--- START ---

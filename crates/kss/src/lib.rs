//! # KSS - Kitter Style Sheets
//!
//! A small utility-class stylesheet engine for documentation pages.
//!
//! KSS models the subset of CSS that the kitter component library needs to
//! answer one question: given an element's utility class list, what do those
//! classes actually resolve to? This crate provides:
//!
//! - **Parsing**: Convert stylesheet source text into a structured
//!   [`StyleSheet`](parser::StyleSheet)
//! - **Computation**: Resolve an element's class list into a
//!   [`ComputedStyle`](types::ComputedStyle) with concrete pixel values
//! - **Types**: Colors (with HSL and OKLCH conversion), lengths, and
//!   font metrics
//!
//! ## Quick Start
//!
//! ```rust
//! use kss::parser::parse_stylesheet;
//!
//! let source = r#"
//!     .bg-black { background-color: #000000; }
//!     .text-xl { font-size: 1.25rem; line-height: 1.75rem; }
//! "#;
//!
//! let stylesheet = parse_stylesheet(source).expect("valid kss");
//! let style = stylesheet.computed(&["bg-black", "text-xl"]);
//!
//! assert_eq!(style.background_color.unwrap().hex(), "#000000");
//! assert_eq!(style.font_size, 20.0);
//! ```
//!
//! ## Supported Features
//!
//! ### Selectors
//! - Class selectors: `.font-mono`, `.bg-blue-500`
//! - Comma-separated selector lists: `.text-fg, .text-fg-light`
//!
//! ### Properties
//! - Colors: `color`, `background-color`
//! - Typography: `font-size`, `line-height`, `font-weight`, `font-family`
//! - Dimensions: `max-width`
//!
//! Unknown properties are retained during parsing and skipped at
//! computation time; unknown classes are silently ignored. Both are soft
//! conditions, never errors.
//!
//! ### Units
//! - Pixels: `16px`
//! - Root-relative: `1.25rem` (16px root)
//! - Element-relative: `1.2em`
//! - Percentage: `80%`
//! - Unitless: `1.5` (line-height multiplier)
//!
//! ## Modules
//!
//! - [`parser`]: Stylesheet parsing and computation
//! - [`types`]: Colors, lengths, and computed styles
//! - [`error`]: Error types for parsing failures

pub mod error;
pub mod parser;
pub mod types;

pub use error::KssError;
pub use parser::{StyleSheet, parse_stylesheet};
pub use types::{Color, ComputedStyle};
//! Core types for colors, lengths, and computed styles.

pub mod color;
pub mod computed;
pub mod length;

mod named;

pub use color::{Color, ColorParseError, Hsl, Oklch};
pub use computed::{ComputedStyle, ROOT_FONT_SIZE};
pub use length::{Length, LineHeight, Unit};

--- END ---

• [WHAT YOU ARE ASKED TO DO] From the line containing "and skipped at" down to the line containing "parsing and computation" in the material above, reproduce every line exactly, including the two end lines.

• [SOLUTION TO THIS TASK]
//! Unknown properties are retained during parsing and skipped at
//! computation time; unknown classes are silently ignored. Both are soft
//! conditions, never errors.
//!
//! ### Units
//! - Pixels: `16px`
//! - Root-relative: `1.25rem` (16px root)
//! - Element-relative: `1.2em`
//! - Percentage: `80%`
//! - Unitless: `1.5` (line-height multiplier)
//!
//! ## Modules
//!
//! - [`parser`]: Stylesheet parsing and computation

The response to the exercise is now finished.